# 2638 Rule and Divide


Q. I heard that Horav Miller Shlit’a changed yesterday (4/19/20) his ruling in regard to minyonim in the backyard, is it true? What is the new ruling?
A. As mentioned in the last question, Covid’s sole true constancy is its ability to change. I spoke to the Rov Shlit’a this afternoon (4/20/20) and indeed, he maintains that for the time being, people can attend a front porch or backyard minyan, only once a day, for Mincha, and when davening a “hoiche shemonesre” (without the repetition of the amida), followed by one single kadish yosom.
No taalis should be donned (so not to provoke unnecessary feelings of “eiva,” (dislike) with the neighbors.
Essential conditions are that only the people dwelling in those houses are permitted to be part of the minyan, no visitors are allowed and the safe recommended distance must be always maintained.

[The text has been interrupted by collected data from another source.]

//! End-to-end dispatch and streaming tests against a scripted backend.

use std::sync::Arc;

use hawser_abi::{encode, Abi, ParamKind, Value};
use hawser_contract::{
    create_address, deploy, wait_deployed, BoundContract, CallOpts, ContractError, FilterOpts,
    TransactOpts, TxPollConf, WatchOpts,
};
use hawser_core::{
    BackendError, BlockTag, LogMeta, RawLog, TransactionReceipt, H160, H256, U256,
};
use hawser_test::{ScriptedBackend, StaticAuthorizer};

const TEST_ABI: &str = r#"[
    {"type": "function", "name": "f", "stateMutability": "view",
     "inputs": [
        {"name": "amount", "type": "uint256"},
        {"name": "who", "type": "address"}
     ],
     "outputs": [{"name": "", "type": "bool"}]},
    {"type": "function", "name": "g", "stateMutability": "nonpayable",
     "inputs": [{"name": "text", "type": "string"}],
     "outputs": [{"name": "", "type": "string"}]},
    {"type": "event", "name": "Approval", "anonymous": false,
     "inputs": [
        {"name": "owner", "type": "address", "indexed": true},
        {"name": "token", "type": "address", "indexed": true},
        {"name": "spender", "type": "address", "indexed": true},
        {"name": "amount", "type": "uint160", "indexed": false},
        {"name": "expiration", "type": "uint48", "indexed": false}
     ]},
    {"type": "constructor",
     "inputs": [{"name": "price", "type": "uint256"}],
     "stateMutability": "nonpayable"}
]"#;

fn bound() -> (BoundContract<ScriptedBackend>, Arc<ScriptedBackend>) {
    let abi: Abi = TEST_ABI.parse().unwrap();
    let backend = Arc::new(ScriptedBackend::new());
    let contract = BoundContract::new(addr(0xc0), Arc::new(abi), Arc::clone(&backend));
    (contract, backend)
}

fn addr(byte: u8) -> H160 {
    H160::repeat_byte(byte)
}

fn address_word(address: H160) -> H256 {
    let mut word = [0u8; 32];
    word[12..].copy_from_slice(address.as_bytes());
    H256::from(word)
}

fn meta(block: u64, log_index: u64, removed: bool) -> LogMeta {
    LogMeta::new(block, 0, log_index, removed)
}

fn approval_log(abi: &Abi, owner: H160, block: u64, removed: bool) -> (RawLog, LogMeta) {
    let event = &abi.event("Approval").unwrap()[0];
    let data = encode(
        &[ParamKind::Uint(160), ParamKind::Uint(48)],
        &[Value::from(1_000u64), Value::from(7u64)],
    )
    .unwrap();
    let raw = RawLog::new(
        addr(0xc0),
        vec![
            event.topic0(),
            address_word(owner),
            address_word(addr(0xb0)),
            address_word(addr(0xb1)),
        ],
        data,
    );
    (raw, meta(block, 0, removed))
}

#[tokio::test]
async fn simple_read_roundtrip() {
    let (contract, backend) = bound();
    let mut reply = vec![0u8; 32];
    reply[31] = 1;
    backend.expect_call(Ok(reply));

    let results = contract
        .call(
            &CallOpts::default(),
            "f",
            &[Value::from(1u64), Value::Address(addr(0x01))],
        )
        .await
        .unwrap();
    assert_eq!(results, vec![Value::Bool(true)]);

    // The backend saw selector-prefixed calldata for the bound address.
    let calls = backend.calls_seen();
    assert_eq!(calls.len(), 1);
    let (req, block) = &calls[0];
    assert_eq!(*block, BlockTag::Latest);
    assert_eq!(req.to, Some(addr(0xc0)));
    let f = contract.abi().function("f").unwrap()[0].clone();
    assert_eq!(req.data[..4], f.selector());
    assert_eq!(req.data.len(), 4 + 64);
    assert_eq!(req.data[35], 1); // uint256 argument, right-aligned
}

#[tokio::test]
async fn dynamic_string_echo() {
    let (contract, backend) = bound();
    let tail = encode(&[ParamKind::String], &[Value::from("hi")]).unwrap();
    backend.expect_call(Ok(tail));

    let results = contract
        .call(&CallOpts::default(), "g", &[Value::from("hi")])
        .await
        .unwrap();
    assert_eq!(results, vec![Value::from("hi")]);
}

#[tokio::test]
async fn reverts_are_classified() {
    let (contract, backend) = bound();
    let mut reply = hawser_abi::ERROR_SELECTOR.to_vec();
    reply.extend(
        encode(
            &[ParamKind::String],
            &[Value::from("Ownable: caller is not the owner")],
        )
        .unwrap(),
    );
    backend.expect_call(Ok(reply));

    let err = contract
        .call(
            &CallOpts::default(),
            "f",
            &[Value::from(1u64), Value::Address(addr(0x01))],
        )
        .await
        .unwrap_err();
    match err {
        ContractError::Revert(reason) => {
            assert_eq!(reason.to_string(), "Ownable: caller is not the owner")
        }
        other => panic!("unexpected error {other:?}"),
    }
}

#[tokio::test]
async fn cancellation_passes_through_verbatim() {
    let (contract, backend) = bound();
    backend.expect_call(Err(BackendError::Cancelled));
    let err = contract
        .call(
            &CallOpts::default(),
            "f",
            &[Value::from(1u64), Value::Address(addr(0x01))],
        )
        .await
        .unwrap_err();
    assert!(matches!(err, ContractError::Cancelled));
}

#[tokio::test]
async fn transact_submits_authorized_calldata() {
    let (contract, backend) = bound();
    let auth = StaticAuthorizer::new(addr(0xee));

    let hash = contract
        .transact(&auth, &TransactOpts::default(), "g", &[Value::from("hey")])
        .await
        .unwrap();

    let sent = backend.sent();
    assert_eq!(sent.len(), 1);
    assert_eq!(sent[0].hash, hash);
    assert_eq!(sent[0].sender, addr(0xee));
    let g = contract.abi().function("g").unwrap()[0].clone();
    assert_eq!(sent[0].raw[..4], g.selector());
}

#[tokio::test]
async fn transfer_carries_no_calldata() {
    let (contract, backend) = bound();
    let auth = StaticAuthorizer::new(addr(0xee));

    contract
        .transfer(&auth, &TransactOpts::with_value(U256::from(5u64)))
        .await
        .unwrap();
    assert!(backend.sent()[0].raw.is_empty());
}

#[tokio::test]
async fn indexed_topic_filters_reach_the_backend() {
    let (contract, backend) = bound();
    let abi = contract.abi().clone();
    let owner = addr(0xaa);
    backend.expect_logs(vec![approval_log(&abi, owner, 10, false)]);

    let mut stream = contract
        .filter_logs(
            &FilterOpts {
                from_block: 0,
                to_block: Some(50),
            },
            "Approval",
            &[
                vec![Value::Address(owner)],
                vec![Value::Address(addr(0xb0)), Value::Address(addr(0xb2))],
                vec![],
            ],
        )
        .await
        .unwrap();

    let queries = backend.queries();
    assert_eq!(queries.len(), 1);
    let event = &abi.event("Approval").unwrap()[0];
    assert_eq!(
        queries[0].topics,
        vec![
            Some(vec![event.topic0()]),
            Some(vec![address_word(owner)]),
            Some(vec![address_word(addr(0xb0)), address_word(addr(0xb2))]),
            None,
        ]
    );

    let record = stream.next().await.unwrap();
    assert_eq!(record.event, "Approval");
    assert_eq!(record.param("owner"), Some(&Value::Address(owner)));
    assert_eq!(record.param("amount"), Some(&Value::from(1_000u64)));
    assert!(stream.next().await.is_none());
    assert!(stream.error().is_none());
}

#[tokio::test]
async fn watch_concatenates_history_and_live_tail() {
    let (contract, backend) = bound();
    let abi = contract.abi().clone();
    backend.set_latest_block(100);
    backend.expect_logs(vec![approval_log(&abi, addr(0x01), 60, false)]);
    let feed = backend.expect_subscription();

    let mut stream = contract
        .watch_logs(
            &WatchOpts {
                from_block: Some(50),
            },
            "Approval",
            &[],
        )
        .await
        .unwrap();

    // Boundary: history covered 50..=100, the live tail starts at 101.
    let queries = backend.queries();
    assert_eq!(queries[0].from_block, 50);
    assert_eq!(queries[0].to_block, Some(100));
    assert_eq!(queries[1].from_block, 101);
    assert_eq!(queries[1].to_block, None);

    let (live_log, live_meta) = approval_log(&abi, addr(0x02), 101, false);
    feed.push(live_log, live_meta);
    drop(feed);

    let first = stream.next().await.unwrap();
    assert_eq!(first.meta.block_number, 60);
    let second = stream.next().await.unwrap();
    assert_eq!(second.meta.block_number, 101);
    assert!(stream.next().await.is_none());
    assert!(stream.error().is_none());
}

#[tokio::test]
async fn reorg_retractions_are_delivered_not_suppressed() {
    let (contract, backend) = bound();
    let abi = contract.abi().clone();
    backend.set_latest_block(10);
    let feed = backend.expect_subscription();

    let mut stream = contract
        .watch_logs(&WatchOpts::default(), "Approval", &[])
        .await
        .unwrap();

    let (inserted, inserted_meta) = approval_log(&abi, addr(0x01), 11, false);
    let (retracted, retracted_meta) = approval_log(&abi, addr(0x01), 11, true);
    feed.push(inserted, inserted_meta);
    feed.push(retracted, retracted_meta);
    drop(feed);

    let first = stream.next().await.unwrap();
    assert!(!first.retracted);
    let second = stream.next().await.unwrap();
    assert!(second.retracted);
    assert!(stream.next().await.is_none());
}

#[tokio::test]
async fn subscription_errors_latch_after_the_buffer_drains() {
    let (contract, backend) = bound();
    let abi = contract.abi().clone();
    backend.set_latest_block(10);
    let feed = backend.expect_subscription();

    let mut stream = contract
        .watch_logs(&WatchOpts::default(), "Approval", &[])
        .await
        .unwrap();

    let (buffered, buffered_meta) = approval_log(&abi, addr(0x03), 11, false);
    feed.push(buffered, buffered_meta);
    feed.fail(BackendError::SubscriptionClosed);

    // The log queued before the failure is still delivered.
    assert!(stream.next().await.is_some());
    assert!(stream.next().await.is_none());
    assert!(matches!(
        stream.error(),
        Some(ContractError::Backend(BackendError::SubscriptionClosed))
    ));
    // A latched failure still releases the cursor exactly once.
    drop(stream);
    assert_eq!(backend.unsubscribe_count(), 1);
}

#[tokio::test]
async fn close_is_idempotent_and_unsubscribes_once() {
    let (contract, backend) = bound();
    backend.set_latest_block(10);
    let _feed = backend.expect_subscription();

    let mut stream = contract
        .watch_logs(&WatchOpts::default(), "Approval", &[])
        .await
        .unwrap();

    stream.close();
    stream.close();
    assert!(stream.next().await.is_none());
    assert!(matches!(stream.error(), Some(ContractError::Closed)));
    drop(stream);
    assert_eq!(backend.unsubscribe_count(), 1);
}

#[tokio::test]
async fn parse_log_matches_by_topic0() {
    let (contract, _backend) = bound();
    let abi = contract.abi().clone();
    let (raw, raw_meta) = approval_log(&abi, addr(0x09), 5, false);

    let record = contract.parse_log(&raw, raw_meta).unwrap();
    assert_eq!(record.event, "Approval");
    assert_eq!(record.param("owner"), Some(&Value::Address(addr(0x09))));

    let unknown = RawLog::new(addr(0xc0), vec![H256::repeat_byte(0x5a)], vec![]);
    assert!(contract.parse_log(&unknown, meta(5, 0, false)).is_err());
}

#[tokio::test(start_paused = true)]
async fn deploy_binds_the_created_address() -> eyre::Result<()> {
    let abi: Abi = TEST_ABI.parse()?;
    let backend = Arc::new(ScriptedBackend::new());
    let auth = StaticAuthorizer::new(addr(0xee));
    let bytecode = [0x60, 0x80, 0x60, 0x40];

    let (tx_hash, contract) = deploy(
        Arc::clone(&backend),
        &auth,
        Arc::new(abi),
        &bytecode,
        &[Value::from(5u64)],
        &TransactOpts::default(),
    )
    .await?;

    // Init calldata is bytecode followed by the encoded constructor input.
    let sent = backend.sent();
    assert_eq!(sent[0].raw[..4], bytecode);
    assert_eq!(sent[0].raw.len(), 4 + 32);
    assert_eq!(contract.address(), create_address(addr(0xee), 0));

    // First poll: still pending; second poll: mined with the address.
    backend.expect_receipt(None);
    backend.expect_receipt(Some(TransactionReceipt::new(
        tx_hash,
        12,
        true,
        U256::from(21_000u64),
        Some(contract.address()),
    )));
    let deployed_at = wait_deployed(backend.as_ref(), tx_hash, &TxPollConf::default()).await?;
    assert_eq!(deployed_at, contract.address());
    Ok(())
}

#[tokio::test]
async fn expectation_style_mocks_cover_the_backend_traits() {
    let mut mock = hawser_test::mocks::MockLedger::new();
    mock.expect__transaction_receipt()
        .returning(|hash| Ok(Some(TransactionReceipt::new(hash, 3, true, U256::zero(), None))));

    let receipt =
        hawser_contract::wait_mined(&mock, H256::repeat_byte(2), &TxPollConf::default())
            .await
            .unwrap();
    assert_eq!(receipt.block_number, 3);
    assert_eq!(receipt.transaction_hash, H256::repeat_byte(2));
}

#[tokio::test(start_paused = true)]
async fn wait_mined_times_out_on_silence() {
    let backend = ScriptedBackend::new();
    let conf = TxPollConf {
        poll_interval_ms: 10,
        timeout_ms: 25,
    };
    let err = hawser_contract::wait_mined(&backend, H256::repeat_byte(1), &conf)
        .await
        .unwrap_err();
    assert!(matches!(err, ContractError::TransactionTimeout(_)));
}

Rabbi A. Bartfeld as advised by Horav Shlomo Miller Shlit’a

In a letter send by Horav Shlomo Miller Shlit’a on Nissan 27, the Rov wrote:

•  Each person must stand on HIS porch only
•  NO gathering in any yard
•  NO outsiders may join at all

If these guidelines are not followed, then there would be no choice but to ban even porch minyanim.

Since in halacha a minyan of people on adjoining porches is unclear, one should not daven Chazaras Ha’shatz or kriyas Hatorah since it is a safek bracha l’vatalah. Therefore, this minyan should only be formed at mincha, with a short Shmonei Esrei in order to say kaddish and Kedusha.

One should also be careful that either everyone should see the Chazan, or the Chazan should be able to see everyone.